На веревке Снежное Белье
Все мотает Свадебная Ночь…
Свадьба!.. Это Свадьба!..
…это бред.
Волосы седые ветер рвет.
Меч, гляжусь в тебя. Мне триста лет.
Кости мои – горы. Очи – лед.
Время просвистело – знамо, как,
Гэсэр-хан: как Тень Стрелы Отца.
Сгреб косичку в смуглый ты кулак
Под планетой желтого лица.
Вон и Будда в темноте стоит.
Плачет. Припаду к Его стопам.
Он Христа учил. Он лазурит
Одиноких глаз – швырнул степям.
Ох, спасибо, меч-мороз, – в тебе
Увидала я, кого люблю… –
В ножнах ты, как я в своей судьбе.
Прежде Бога горе не срублю.
Выпрямлюсь. Целую окоем.
Сын в земле. Созвездья над землей.
Синий меч, да мы с тобой вдвоем –
Режущий мне горло ветер мой.
Обоюдоострый мой култук,
Замахнись. Мгновенной будет боль.
………..Не разнять мертво сцепленных рук,
Обоюдоострая юдоль.
Тянет руку мне тельце… В шаль закутаю туго…

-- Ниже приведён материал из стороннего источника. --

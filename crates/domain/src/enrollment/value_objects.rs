//! Value objects for the enrollment domain.
//!
//! Every constructor enforces its rule, so a value of one of these types is
//! always within its domain.

use std::fmt;

use serde::Serialize;

use super::validation::{Field, FieldError};

/// Participant name, stored trimmed and never empty.
#[derive(Debug, Clone, PartialEq, Eq, Hash, Serialize)]
#[serde(transparent)]
pub struct Name(String);

impl Name {
    /// Parses a name, trimming surrounding whitespace.
    pub fn parse(raw: &str) -> Result<Self, FieldError> {
        let trimmed = raw.trim();
        if trimmed.is_empty() {
            return Err(FieldError::new(Field::Name, FieldError::NAME_REQUIRED));
        }
        Ok(Self(raw.to_string()))
    }

    /// Returns the name as a string slice.
    pub fn as_str(&self) -> &str {
        &self.0
    }
}

impl fmt::Display for Name {
    fn fmt(&self, f: &mut fmt::Formatter<'_>) -> fmt::Result {
        f.write_str(&self.0)
    }
}

/// Participant age in whole years, within `[Age::MIN, Age::MAX]`.
#[derive(Debug, Clone, Copy, PartialEq, Eq, PartialOrd, Ord, Hash, Serialize)]
#[serde(transparent)]
pub struct Age(u8);

impl Age {
    /// Youngest accepted age.
    pub const MIN: u8 = 18;
    /// Oldest accepted age.
    pub const MAX: u8 = 65;

    /// Creates an age, rejecting values outside the accepted range.
    pub fn new(years: i64) -> Result<Self, FieldError> {
        if years < i64::from(Self::MIN) || years > i64::from(Self::MAX) {
            return Err(FieldError::new(Field::Age, FieldError::AGE_OUT_OF_RANGE));
        }
        // In range, so it fits in a u8.
        Ok(Self(years as u8))
    }

    /// Returns the age in years.
    pub fn years(&self) -> u8 {
        self.0
    }
}

impl fmt::Display for Age {
    fn fmt(&self, f: &mut fmt::Formatter<'_>) -> fmt::Result {
        write!(f, "{}", self.0)
    }
}

/// The fixed set of class time slots.
#[derive(Debug, Clone, Copy, PartialEq, Eq, Hash, Serialize)]
pub enum Batch {
    #[serde(rename = "6-7AM")]
    SixToSevenAm,
    #[serde(rename = "7-8AM")]
    SevenToEightAm,
    #[serde(rename = "8-9AM")]
    EightToNineAm,
    #[serde(rename = "5-6PM")]
    FiveToSixPm,
}

impl Batch {
    /// All batches in schedule order.
    pub const ALL: [Batch; 4] = [
        Batch::SixToSevenAm,
        Batch::SevenToEightAm,
        Batch::EightToNineAm,
        Batch::FiveToSixPm,
    ];

    /// Returns the slot label, e.g. `"6-7AM"`.
    pub fn as_str(&self) -> &'static str {
        match self {
            Batch::SixToSevenAm => "6-7AM",
            Batch::SevenToEightAm => "7-8AM",
            Batch::EightToNineAm => "8-9AM",
            Batch::FiveToSixPm => "5-6PM",
        }
    }

    /// Parses a slot label. Matching is exact.
    pub fn parse(label: &str) -> Result<Self, FieldError> {
        if label.is_empty() {
            return Err(FieldError::new(
                Field::SelectedBatch,
                FieldError::BATCH_REQUIRED,
            ));
        }
        Self::ALL
            .into_iter()
            .find(|batch| batch.as_str() == label)
            .ok_or_else(|| FieldError::new(Field::SelectedBatch, FieldError::BATCH_INVALID))
    }
}

impl fmt::Display for Batch {
    fn fmt(&self, f: &mut fmt::Formatter<'_>) -> fmt::Result {
        f.write_str(self.as_str())
    }
}

/// Ten-digit phone number, the natural key of an enrollment.
#[derive(Debug, Clone, PartialEq, Eq, Hash, Serialize)]
#[serde(transparent)]
pub struct PhoneNumber(String);

impl PhoneNumber {
    /// Required number of digits.
    pub const LEN: usize = 10;

    /// Parses a phone number. The input must be exactly ten ASCII digits,
    /// with nothing around them.
    pub fn parse(raw: &str) -> Result<Self, FieldError> {
        if raw.len() != Self::LEN || !raw.bytes().all(|b| b.is_ascii_digit()) {
            return Err(FieldError::new(
                Field::PhoneNumber,
                FieldError::PHONE_INVALID,
            ));
        }
        Ok(Self(raw.to_string()))
    }

    /// Returns the digits as a string slice.
    pub fn as_str(&self) -> &str {
        &self.0
    }
}

impl fmt::Display for PhoneNumber {
    fn fmt(&self, f: &mut fmt::Formatter<'_>) -> fmt::Result {
        f.write_str(&self.0)
    }
}
//! Prometheus metrics endpoint.

use axum::extract::State;
use axum::http::{StatusCode, header};
use axum::response::IntoResponse;
use metrics_exporter_prometheus::PrometheusHandle;

/// Registers help text for the enrollment saga metrics.
pub fn describe() {
    metrics::describe_counter!("enrollment_saga_total", "Enrollment sagas started");
    metrics::describe_counter!("enrollment_saga_completed", "Enrollment sagas that reached Done");
    metrics::describe_counter!("enrollment_saga_failed", "Enrollment sagas that ended in Failed");
    metrics::describe_counter!(
        "enrollment_compensation_failed",
        "Failed charges whose record could not be removed"
    );
    metrics::describe_histogram!(
        "enrollment_saga_duration_seconds",
        metrics::Unit::Seconds,
        "Wall time of one enrollment saga"
    );
}

/// GET /metrics: Prometheus exposition of the saga counters.
pub async fn get(State(handle): State<PrometheusHandle>) -> impl IntoResponse {
    (
        StatusCode::OK,
        [(header::CONTENT_TYPE, "text/plain; version=0.0.4; charset=utf-8")],
        handle.render(),
    )
}
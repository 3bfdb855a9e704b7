//! Domain layer for the yoga class enrollment service.
//!
//! This crate holds the single definition of the enrollment rules:
//! - value objects (`Name`, `Age`, `Batch`, `PhoneNumber`) that can only be
//!   built from valid input
//! - the validator turning a raw submission into an `EnrollmentSubmission`
//! - `EnrollmentRecord` with its one-enrollment-per-month rule
//! - a `Clock` abstraction so "today" can be pinned in tests

pub mod clock;
pub mod enrollment;
pub mod error;

pub use clock::{Clock, FixedClock, SystemClock};
pub use enrollment::{
    Age, Batch, EnrollmentRecord, EnrollmentSubmission, Field, FieldError, Name, PhoneNumber,
    RawSubmission, ValidationErrors, ValidationRules, validate,
};
pub use error::DomainError;
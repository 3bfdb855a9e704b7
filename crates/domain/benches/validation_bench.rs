use criterion::{Criterion, criterion_group, criterion_main};
use chrono::NaiveDate;
use domain::{EnrollmentRecord, RawSubmission, validate};
use std::hint::black_box;

fn bench_validate_valid(c: &mut Criterion) {
    let raw = RawSubmission::new("Asha", 30, "6-7AM", "9876543210");

    c.bench_function("domain/validate_valid", |b| {
        b.iter(|| validate(black_box(&raw)).unwrap());
    });
}

fn bench_validate_all_fields_invalid(c: &mut Criterion) {
    let raw = RawSubmission::new("  ", "old", "noon", "12345");

    c.bench_function("domain/validate_all_invalid", |b| {
        b.iter(|| validate(black_box(&raw)).unwrap_err());
    });
}

fn bench_deserialize_and_validate(c: &mut Criterion) {
    let body = r#"{"name":"Asha","age":30,"selectedBatch":"6-7AM","phoneNumber":"9876543210"}"#;

    c.bench_function("domain/deserialize_and_validate", |b| {
        b.iter(|| {
            let raw: RawSubmission = serde_json::from_str(black_box(body)).unwrap();
            validate(&raw).unwrap()
        });
    });
}

fn bench_month_check_long_history(c: &mut Criterion) {
    let raw = RawSubmission::new("Asha", 30, "6-7AM", "9876543210");
    let first = NaiveDate::from_ymd_opt(2015, 1, 5).unwrap();
    let mut record = EnrollmentRecord::new(validate(&raw).unwrap(), first);
    for months in 1..120 {
        let date = first.checked_add_months(chrono::Months::new(months)).unwrap();
        record.record_enrollment(date).unwrap();
    }
    let today = NaiveDate::from_ymd_opt(2025, 1, 20).unwrap();

    c.bench_function("domain/month_check_120_dates", |b| {
        b.iter(|| black_box(&record).ensure_can_enroll_on(black_box(today)));
    });
}

criterion_group!(
    benches,
    bench_validate_valid,
    bench_validate_all_fields_invalid,
    bench_deserialize_and_validate,
    bench_month_check_long_history
);
criterion_main!(benches);
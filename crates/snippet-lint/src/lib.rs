//! Library interface for the `snippet-lint` CLI.
//!
//! This crate exposes the CLI's argument parser, command structure, and
//! HTTP server as a library, primarily for documentation generation and
//! testing. The actual entry point is in `main.rs`.
//!
//! # Structure
//!
//! - [`Cli`] - The root argument parser (clap derive)
//! - [`Commands`] - Available subcommands
//! - [`commands`] - Command implementations
//! - `server` - The `POST /analyze` HTTP server (feature `http`)
//!
//! # Documentation Generation
//!
//! The [`command()`] function returns the clap `Command` for generating man pages
//! and shell completions via `xtask`.

pub mod commands;

#[cfg(feature = "http")]
pub mod server;

use clap::{CommandFactory, Parser, Subcommand};
use std::path::PathBuf;

/// Color output preference.
#[derive(Debug, Clone, Copy, Default, clap::ValueEnum)]
pub enum ColorChoice {
    /// Detect terminal capabilities automatically.
    #[default]
    Auto,
    /// Always emit colors.
    Always,
    /// Never emit colors.
    Never,
}

impl ColorChoice {
    /// Configure global color output based on this choice.
    ///
    /// Call this once at startup to set the color mode.
    pub fn apply(self) {
        match self {
            Self::Auto => {} // owo-colors auto-detects by default
            Self::Always => owo_colors::set_override(true),
            Self::Never => owo_colors::set_override(false),
        }
    }
}

const ENV_HELP: &str = "\
ENVIRONMENT VARIABLES:
    RUST_LOG                          Log filter (e.g., debug, snippet_lint=trace)
    SNIPPET_LINT_LOG_PATH             Explicit log file path
    SNIPPET_LINT_LOG_DIR              Log directory
    SNIPPET_LINT_MAX_LINE_LENGTH      Maximum line length
    SNIPPET_LINT_BACKEND              Diagnostic backend (rules, external)
    SNIPPET_LINT_EXTERNAL__PROGRAM    External analyzer program
";

/// Command-line interface definition for snippet-lint.
#[derive(Parser)]
#[command(name = "snippet-lint")]
#[command(about = "Line-length and pattern diagnostics for code snippets, over HTTP or locally", long_about = None)]
#[command(version, arg_required_else_help = true)]
#[command(after_long_help = ENV_HELP)]
pub struct Cli {
    /// The subcommand to execute.
    #[command(subcommand)]
    pub command: Option<Commands>,

    /// Print only the version number (for scripting)
    #[arg(long)]
    pub version_only: bool,

    /// Path to configuration file (overrides discovery)
    #[arg(short, long, global = true, value_name = "FILE")]
    pub config: Option<PathBuf>,

    /// Run as if started in DIR
    #[arg(short = 'C', long, global = true)]
    pub chdir: Option<PathBuf>,

    /// Only print errors (suppresses warnings/info)
    #[arg(short, long, global = true)]
    pub quiet: bool,

    /// More detail (repeatable; e.g. -vv)
    #[arg(short, long, global = true, action = clap::ArgAction::Count)]
    pub verbose: u8,

    /// Colorize output
    #[arg(long, global = true, value_enum, default_value_t)]
    pub color: ColorChoice,

    /// Output as JSON (for scripting)
    #[arg(long, global = true)]
    pub json: bool,
}

/// Available subcommands for the CLI.
#[derive(Subcommand)]
pub enum Commands {
    /// Analyze a file: truncate long lines and report pattern diagnostics
    Check(commands::check::CheckArgs),

    /// Show package information and effective configuration
    Info(commands::info::InfoArgs),

    /// Start the HTTP server (POST /analyze)
    #[cfg(feature = "http")]
    Serve(commands::serve::ServeArgs),
}

/// Returns the clap command for documentation generation
pub fn command() -> clap::Command {
    Cli::command()
}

Мы теперь погорельцы – мы сцепились друг с другом.
Полыхало седельце крыши – дрожью по скатам…
Мы теперь погорельцы – мы подобны солдатам.
Ноздри мир выест гарью. Очи мир солью выест.
Между злыми снегами наш возок – Царский выезд:
Сундучишко распятый, узелишко дорожный…
А куда нам, ребята?!.. – и сказать невозможно…
Побредем по землище, где монетами плотют.